Higher Education Minister Datuk Mustapa Mohamed said yesterday this is a key component in the government’s efforts to enhance the level of excellence of public universities, including instilling a high-performance culture, increasing transparency, and ensuring autonomy of university management.
To begin with, Mustapa said, Public Services director-general Tan Sri Ismail Adam will call for a meeting between Mustapa’s ministry and the Health Ministry soon to discuss outstanding matters.
These matters include the placement of medical students in government hospitals, the limited number of places in universities for medical programmes, and the involvement of academicians in tertiary lectures, hospital administration and clinical work.
"We want to find solutions that will meet and benefit the national agenda, not only those that serve the respective ministries’ objectives," Mustapa told a press conference after a meeting with Deputy Prime Minister Datuk Seri Najib Abdul Razak at Najib’s office.
"We are happy that many issues have been resolved but there is a need to strengthen this relationship so that everything is seen from the context of national and global competitiveness."
The meeting was also attended by representatives from the PSD, Treasury, Economic Planning Unit, and the management of 20 public universities. Mustapa said the meeting, the first to look into issues on higher education and researches, also discussed last year’s Times Higher Education Supplement-Quacquarelli- Symonds (THES-QS) World University Rankings, which did not include any Malaysian university in the list of top 200 universities.
He said the government has laid out strategic plans to boost the universities’ rankings, including giving more allocations to universities for research purposes.

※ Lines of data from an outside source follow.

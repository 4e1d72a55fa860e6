use rust_decimal::Decimal;
use sea_orm::ActiveValue::NotSet;
use sea_orm::sea_query::Expr;
use sea_orm::sea_query::extension::postgres::PgExpr;
use sea_orm::{
    ActiveModelTrait, ColumnTrait, Condition, EntityTrait, PaginatorTrait, QueryFilter, QueryOrder,
    QuerySelect, Set,
};
use uuid::Uuid;

use crate::dto::products::{CreateProductRequest, ProductList, UpdateProductRequest};
use crate::{
    audit,
    entity::products::{ActiveModel, Column, Entity as Products, Model as ProductModel},
    error::{AppError, AppResult},
    middleware::auth::{AuthUser, ensure_seller},
    models::{Product, max_amount},
    response::{ApiResponse, Meta},
    routes::params::{ProductQuery, ProductSortBy, SortOrder},
    state::AppState,
};

pub async fn list_products(
    state: &AppState,
    query: ProductQuery,
) -> AppResult<ApiResponse<ProductList>> {
    let (page, limit, offset) = query.pagination().normalize();
    let mut condition = Condition::all();

    if let Some(category) = query.category.as_ref().filter(|s| !s.is_empty()) {
        condition = condition.add(Column::Category.eq(category.clone()));
    }

    if let Some(search) = query.search.as_ref().filter(|s| !s.is_empty()) {
        let pattern = format!("%{}%", escape_like(search));
        condition = condition.add(
            Condition::any()
                .add(Expr::col(Column::Name).ilike(pattern.clone()))
                .add(Expr::col(Column::Description).ilike(pattern)),
        );
    }

    if let Some(min_price) = query.min_price {
        condition = condition.add(Column::Price.gte(min_price));
    }

    if let Some(max_price) = query.max_price {
        condition = condition.add(Column::Price.lte(max_price));
    }

    let sort_by = query.sort_by.unwrap_or(ProductSortBy::CreatedAt);
    let sort_order = query.order.unwrap_or(SortOrder::Asc);
    let sort_col = match sort_by {
        ProductSortBy::CreatedAt => Column::CreatedAt,
        ProductSortBy::Name => Column::Name,
        ProductSortBy::Price => Column::Price,
        ProductSortBy::Quantity => Column::Quantity,
    };

    let mut finder = Products::find().filter(condition);
    finder = match sort_order {
        SortOrder::Asc => finder.order_by_asc(sort_col),
        SortOrder::Desc => finder.order_by_desc(sort_col),
    };
    // stable order between equal sort keys
    finder = finder.order_by_asc(Column::Id);

    let total = finder.clone().count(&state.orm).await? as i64;

    let items = finder
        .limit(limit as u64)
        .offset(offset as u64)
        .all(&state.orm)
        .await?
        .into_iter()
        .map(Product::from)
        .collect();

    let meta = Meta::new(page, limit, total);
    let data = ProductList { items };
    Ok(ApiResponse::success("Products", data, Some(meta)))
}

pub async fn get_product(state: &AppState, id: Uuid) -> AppResult<ApiResponse<Product>> {
    let result = Products::find_by_id(id)
        .one(&state.orm)
        .await?
        .map(Product::from);
    let result = match result {
        Some(p) => p,
        None => return Err(AppError::NotFound),
    };
    Ok(ApiResponse::success("Product", result, None))
}

/// Escapes LIKE wildcards so the term matches literally (backslash is the
/// default escape character in Postgres).
fn escape_like(term: &str) -> String {
    let mut escaped = String::with_capacity(term.len());
    for ch in term.chars() {
        if matches!(ch, '\\' | '%' | '_') {
            escaped.push('\\');
        }
        escaped.push(ch);
    }
    escaped
}

fn validate_stock_and_price(quantity: i32, price: Decimal) -> AppResult<()> {
    if quantity < 0 {
        return Err(AppError::BadRequest("quantity must not be negative".into()));
    }
    if price < Decimal::ZERO {
        return Err(AppError::BadRequest("price must not be negative".into()));
    }
    if price > max_amount() {
        return Err(AppError::BadRequest("price is too large".into()));
    }
    Ok(())
}

/// Inserts a product owned by `seller_id`. Role checks are the caller's job.
pub(crate) async fn insert_product(
    state: &AppState,
    seller_id: Uuid,
    payload: CreateProductRequest,
) -> AppResult<ProductModel> {
    if payload.name.trim().is_empty() {
        return Err(AppError::BadRequest("name is required".into()));
    }
    validate_stock_and_price(payload.quantity, payload.price)?;

    let active = ActiveModel {
        id: Set(Uuid::new_v4()),
        name: Set(payload.name.trim().to_string()),
        description: Set(payload.description),
        quantity: Set(payload.quantity),
        price: Set(payload.price),
        seller_id: Set(seller_id),
        category: Set(payload.category),
        image_url: Set(payload.image_url),
        created_at: NotSet,
    };
    Ok(active.insert(&state.orm).await?)
}

pub async fn create_product(
    state: &AppState,
    user: &AuthUser,
    payload: CreateProductRequest,
) -> AppResult<ApiResponse<Product>> {
    ensure_seller(user)?;
    let product = insert_product(state, user.user_id, payload).await?;

    audit::record(
        &state.pool,
        user.user_id,
        "product_create",
        "products",
        serde_json::json!({ "product_id": product.id }),
    )
    .await;

    Ok(ApiResponse::success(
        "Product created",
        Product::from(product),
        Some(Meta::empty()),
    ))
}

async fn find_owned(state: &AppState, user: &AuthUser, id: Uuid) -> AppResult<ProductModel> {
    let existing = Products::find_by_id(id).one(&state.orm).await?;
    let existing = match existing {
        Some(p) => p,
        None => return Err(AppError::NotFound),
    };
    if existing.seller_id != user.user_id {
        return Err(AppError::Forbidden);
    }
    Ok(existing)
}

fn non_empty(value: Option<String>) -> Option<String> {
    value.filter(|v| !v.trim().is_empty())
}

pub async fn update_product(
    state: &AppState,
    user: &AuthUser,
    id: Uuid,
    payload: UpdateProductRequest,
) -> AppResult<ApiResponse<Product>> {
    ensure_seller(user)?;
    let existing = find_owned(state, user, id).await?;

    let quantity = payload.quantity.unwrap_or(existing.quantity);
    let price = payload.price.unwrap_or(existing.price);
    validate_stock_and_price(quantity, price)?;

    let mut active: ActiveModel = existing.into();
    if let Some(name) = non_empty(payload.name) {
        active.name = Set(name);
    }
    if let Some(description) = non_empty(payload.description) {
        active.description = Set(description);
    }
    if let Some(category) = non_empty(payload.category) {
        active.category = Set(category);
    }
    if let Some(image_url) = non_empty(payload.image_url) {
        active.image_url = Set(image_url);
    }
    if payload.quantity.is_some() {
        active.quantity = Set(quantity);
    }
    if payload.price.is_some() {
        active.price = Set(price);
    }

    let product = active.update(&state.orm).await?;

    audit::record(
        &state.pool,
        user.user_id,
        "product_update",
        "products",
        serde_json::json!({ "product_id": product.id }),
    )
    .await;

    Ok(ApiResponse::success(
        "Updated",
        Product::from(product),
        Some(Meta::empty()),
    ))
}

pub async fn delete_product(
    state: &AppState,
    user: &AuthUser,
    id: Uuid,
) -> AppResult<ApiResponse<serde_json::Value>> {
    ensure_seller(user)?;
    find_owned(state, user, id).await?;

    let result = Products::delete_by_id(id).exec(&state.orm).await?;
    if result.rows_affected == 0 {
        return Err(AppError::NotFound);
    }

    audit::record(
        &state.pool,
        user.user_id,
        "product_delete",
        "products",
        serde_json::json!({ "product_id": id }),
    )
    .await;

    Ok(ApiResponse::message("Product deleted"))
}

#[cfg(test)]
mod tests {
    use super::*;

    #[test]
    fn negative_stock_or_price_is_rejected() {
        assert!(validate_stock_and_price(-1, Decimal::ONE).is_err());
        assert!(validate_stock_and_price(1, Decimal::NEGATIVE_ONE).is_err());
        assert!(validate_stock_and_price(0, Decimal::ZERO).is_ok());
        assert!(validate_stock_and_price(1, max_amount()).is_ok());
        assert!(validate_stock_and_price(1, max_amount() + Decimal::ONE).is_err());
    }

    #[test]
    fn like_wildcards_in_search_are_escaped() {
        assert_eq!(escape_like("phone"), "phone");
        assert_eq!(escape_like("%"), "\\%");
        assert_eq!(escape_like("50%_off\\"), "50\\%\\_off\\\\");
    }

    #[test]
    fn blank_text_fields_mean_no_change() {
        assert_eq!(non_empty(Some("  ".into())), None);
        assert_eq!(non_empty(None), None);
        assert_eq!(non_empty(Some("Phone".into())), Some("Phone".into()));
    }
}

The meeting also discussed giving more financial autonomy to vice-chancellors, provided it is taken "with accountability and responsibility".
The VCs would have a freehand in running the universities financially and turning them into high-performance institutions.
However, for this to be realised, it will need the cabinet’s approval and amendments to the existing laws.
Mustapa said they also discussed the Financial Procedure Act in relation to the establishment of subsidiaries.
"If we want to form a subsidiary, we have to go to the Finance Ministry. This is a legal requirement.
Some procedures definitely need to be speeded up and bureaucracy minimised so that the plans can be executed smoothly," he said.